BALTIMORE — In a surprise move, the bishops that lead the Roman Catholic Church in the United States, elected Archbishop Timothy M. Dolan of New York to be their president on Tuesday, rejecting the conference's more liberal vice president. It was the first time in history that the bishops had not voted to elevate the vice president to the president's post, affirming a conservative turn among the bishops.
The vote, which was close, cements Archbishop Dolan's prominent profile in the leadership in the American church. He is already the prelate of the nation's most visible diocese, is comfortable in the news media spotlight and was selected by the Vatican to help conduct an investigation of the church in Ireland, which has been devastated by a sexual abuse scandal.
The election consolidates the gradual shift in leadership and priorities for the bishops conference. From the 1970's through the 1990's, the conference was a center for progressive Catholicism in a distinctly American guise, releasing ambitious teaching documents on issues such as economic inequality, workers rights, the environment, peace and war. While the bishops still do take up issues such as immigration and poverty, they are far more focused on shaping public policy to stop abortion and prevent the legalization of marriage between same-sex couples.
Archbishop Dolan said in a news conference after the vote that he was surprised to be elected, and that he would continue with the same priorities that the bishops conference had set under his predecessor as president, Cardinal Francis George of Chicago. Cardinal George led the bishops' forceful opposition to the health care overhaul championed by President Barack Obama, saying that it would permit expanded government funding for abortion.
"My major priority would be to continue with all vigor I can muster what's already in place," Archbishop Dolan said. "It's not like we're in crisis, it's not like all of a sudden we need some daring new initiatives. Thank God for the leadership of Cardinal Francis George, things are going well."
Archbishop Dolan also signaled that he would not countenance other Catholic leaders and organizations taking public positions that contradict the bishops — which is what happened this year when some groups representing Catholic hospitals and nuns came out in support of the health care bill, despite the bishops' opposition.
"We're pastors and teachers," Archbishop Dolan said of the bishops' role, "not just one set of teachers in the Catholic community, but the teachers." He emphasized "the."
Robert P. George, professor of jurisprudence at Princeton University and an advisor to some bishops on political and moral issues, said, "You could imagine a different approach where the bishops would say, this guy is too combative. We need someone more conciliatory. They didn't do that."
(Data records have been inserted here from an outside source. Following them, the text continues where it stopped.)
//! Error types with fix suggestions
//!
//! Error code ranges:
//! - BINDERY-001-009: Missing data (required fields, discriminators)
//! - BINDERY-010-019: Shape errors (wrong node kind for a target)
//! - BINDERY-020-029: Scalar coercion errors
//! - BINDERY-030-039: Registry errors
//! - BINDERY-040-049: Schema / construction errors
//! - BINDERY-050-059: Validation errors (see `errors.rs`)

use thiserror::Error;

use crate::errors::ValidationError;

pub type Result<T> = std::result::Result<T, Error>;

/// Trait for errors that provide fix suggestions
pub trait FixSuggestion {
    fn fix_suggestion(&self) -> Option<&str>;
}

/// Binding errors: anything that stops a document from becoming a typed value.
#[derive(Error, Debug)]
pub enum BindError {
    // ═══════════════════════════════════════════
    // MISSING DATA (001-009)
    // ═══════════════════════════════════════════
    #[error("[BINDERY-001] Missing required field '{path}'")]
    MissingRequiredField { path: String },

    #[error("[BINDERY-002] Missing discriminator key '{key}' for {capability} at '{path}'")]
    MissingDiscriminatorKey {
        key: String,
        capability: String,
        path: String,
    },

    #[error("[BINDERY-003] Unknown discriminator '{name}' for {capability} at '{path}' (available: {})", available.join(", "))]
    UnknownDiscriminator {
        name: String,
        capability: String,
        available: Vec<String>,
        path: String,
    },

    // ═══════════════════════════════════════════
    // SHAPE ERRORS (010-019)
    // ═══════════════════════════════════════════
    #[error("[BINDERY-010] Expected {expected} at '{path}', found {found}")]
    TypeMismatch {
        expected: String,
        found: &'static str,
        path: String,
    },

    #[error("[BINDERY-011] Map type {target} at '{path}' declares {arity} type parameters (expected 2)")]
    InvalidMapArity {
        target: String,
        arity: usize,
        path: String,
    },

    #[error("[BINDERY-012] Invalid value '{value}' at '{path}' (legal values: {})", legal.join(", "))]
    InvalidEnumerationValue {
        value: String,
        legal: Vec<String>,
        path: String,
    },

    #[error("[BINDERY-013] Expected {expected} elements at '{path}', found {found}")]
    ArrayLengthMismatch {
        expected: usize,
        found: usize,
        path: String,
    },

    // ═══════════════════════════════════════════
    // SCALAR COERCION (020-029)
    // ═══════════════════════════════════════════
    #[error("[BINDERY-020] Cannot convert {found} to {target} at '{path}'")]
    UnsupportedConversion {
        found: String,
        target: String,
        path: String,
    },

    #[error("[BINDERY-021] '{value}' is not a valid {target} at '{path}'")]
    InvalidNumber {
        value: String,
        target: String,
        path: String,
    },

    #[error("[BINDERY-022] {value} is out of range for {target} at '{path}'")]
    NumberOutOfRange {
        value: String,
        target: String,
        path: String,
    },

    #[error("[BINDERY-023] Expected a single character at '{path}', got '{value}'")]
    InvalidCharLength { value: String, path: String },

    #[error("[BINDERY-024] '{value}' does not match date format '{format}' at '{path}'")]
    InvalidDate {
        value: String,
        format: &'static str,
        path: String,
    },

    #[error("[BINDERY-025] Custom reader for {target} failed on '{value}' at '{path}': {cause}")]
    CustomReaderFailed {
        value: String,
        target: String,
        path: String,
        #[source]
        cause: anyhow::Error,
    },

    // ═══════════════════════════════════════════
    // REGISTRY ERRORS (030-039)
    // ═══════════════════════════════════════════
    #[error("[BINDERY-030] Duplicate {registry} registration for '{key}'")]
    DuplicateRegistration { registry: &'static str, key: String },

    #[error("[BINDERY-031] No polymorphic registry for {capability}")]
    NoRegistryForCapability { capability: String },

    #[error("[BINDERY-032] Implementation name for {capability} cannot be empty")]
    InvalidImplementationName { capability: String },

    // ═══════════════════════════════════════════
    // SCHEMA / CONSTRUCTION (040-049)
    // ═══════════════════════════════════════════
    #[error("[BINDERY-040] {target} is not a compound type")]
    NotACompoundType { target: String },

    #[error("[BINDERY-041] {record} declares more than one key component: {}", fields.join(", "))]
    MultipleKeyComponents { record: String, fields: Vec<String> },

    #[error("[BINDERY-042] Internal binding error in {record}: {reason}")]
    InternalBinding { record: String, reason: String },
}

impl BindError {
    /// Shorthand for a schema/constructor bug (never caused by document content).
    pub fn internal(record: impl Into<String>, reason: impl Into<String>) -> Self {
        BindError::InternalBinding {
            record: record.into(),
            reason: reason.into(),
        }
    }

    /// Dotted document path the error refers to, if any
    pub fn path(&self) -> Option<&str> {
        match self {
            BindError::MissingRequiredField { path }
            | BindError::MissingDiscriminatorKey { path, .. }
            | BindError::UnknownDiscriminator { path, .. }
            | BindError::TypeMismatch { path, .. }
            | BindError::InvalidMapArity { path, .. }
            | BindError::InvalidEnumerationValue { path, .. }
            | BindError::ArrayLengthMismatch { path, .. }
            | BindError::UnsupportedConversion { path, .. }
            | BindError::InvalidNumber { path, .. }
            | BindError::NumberOutOfRange { path, .. }
            | BindError::InvalidCharLength { path, .. }
            | BindError::InvalidDate { path, .. }
            | BindError::CustomReaderFailed { path, .. } => Some(path),
            _ => None,
        }
    }
}

impl FixSuggestion for BindError {
    fn fix_suggestion(&self) -> Option<&str> {
        match self {
            BindError::MissingRequiredField { .. } => {
                Some("Add the field to the document or declare a default for it")
            }
            BindError::MissingDiscriminatorKey { .. } => {
                Some("Add the discriminator key naming the implementation to use")
            }
            BindError::UnknownDiscriminator { .. } => {
                Some("Use one of the available implementation names (case-insensitive)")
            }
            BindError::TypeMismatch { .. } => Some("Check the nesting of this value in the document"),
            BindError::InvalidMapArity { .. } => Some("Map types take exactly a key and a value type"),
            BindError::InvalidEnumerationValue { .. } => Some("Use one of the legal values"),
            BindError::ArrayLengthMismatch { .. } => {
                Some("Provide exactly as many elements as the array declares")
            }
            BindError::UnsupportedConversion { .. } => {
                Some("Register a custom reader for the target type")
            }
            BindError::InvalidNumber { .. } | BindError::NumberOutOfRange { .. } => {
                Some("Check the number fits the declared numeric type")
            }
            BindError::InvalidCharLength { .. } => Some("Provide exactly one character"),
            BindError::InvalidDate { .. } => {
                Some("Use ISO-8601: 2024-01-31 or 2024-01-31T12:30:00")
            }
            BindError::CustomReaderFailed { .. } => Some("Check the value format expected by the reader"),
            BindError::DuplicateRegistration { .. } => {
                Some("Register each type, marker or name only once")
            }
            BindError::NoRegistryForCapability { .. } => {
                Some("Call BinderBuilder::polymorphic for this capability type")
            }
            BindError::InvalidImplementationName { .. } => Some("Use a non-empty implementation name"),
            BindError::NotACompoundType { .. } => Some("Bind compound types only through create_instance"),
            BindError::MultipleKeyComponents { .. } => Some("Mark at most one field with .key()"),
            BindError::InternalBinding { .. } => {
                Some("Make Record::construct consume arguments in schema order with matching types")
            }
        }
    }
}

/// Top-level error returned by the `Binder` entry points
#[derive(Error, Debug)]
pub enum Error {
    #[error(transparent)]
    Bind(#[from] BindError),

    #[error(transparent)]
    Validation(#[from] ValidationError),

    #[error("[BINDERY-090] YAML parse error: {0}")]
    Yaml(#[from] serde_yaml::Error),

    #[error("[BINDERY-091] JSON parse error: {0}")]
    Json(#[from] serde_json::Error),
}

impl FixSuggestion for Error {
    fn fix_suggestion(&self) -> Option<&str> {
        match self {
            Error::Bind(e) => e.fix_suggestion(),
            Error::Validation(e) => e.fix_suggestion(),
            Error::Yaml(_) => Some("Check YAML syntax: indentation and quoting"),
            Error::Json(_) => Some("Check JSON syntax"),
        }
    }
}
George, a member of the Deseret News Editorial Board, pointed out that Archbishop Dolan helped convene the meetings that produced the "Manhattan Declaration," a manifesto issued last year by prominent evangelical, Catholic and Orthodox Christian leaders in order to reignite and unify the opposition to abortion, gay marriage and what they see as threats to religious liberty. Mr. George helped to draft that document and Archbishop Dolan was one of the original signers.
Archbishop Dolan has led the church in New York only since April of 2009. Before that he was archbishop of Milwaukee, where he served for seven years. In New York, he has a full plate of challenges, including a major reorganizing effort that is resulting in the closure of dozens of churches and parishes.
He was chairman of Catholic Relief Services, the bishops' charity arm, and traveled to Haiti after the earthquake to view the church's relief efforts there. As president of the bishops conference he will step down as the leader of the relief agency.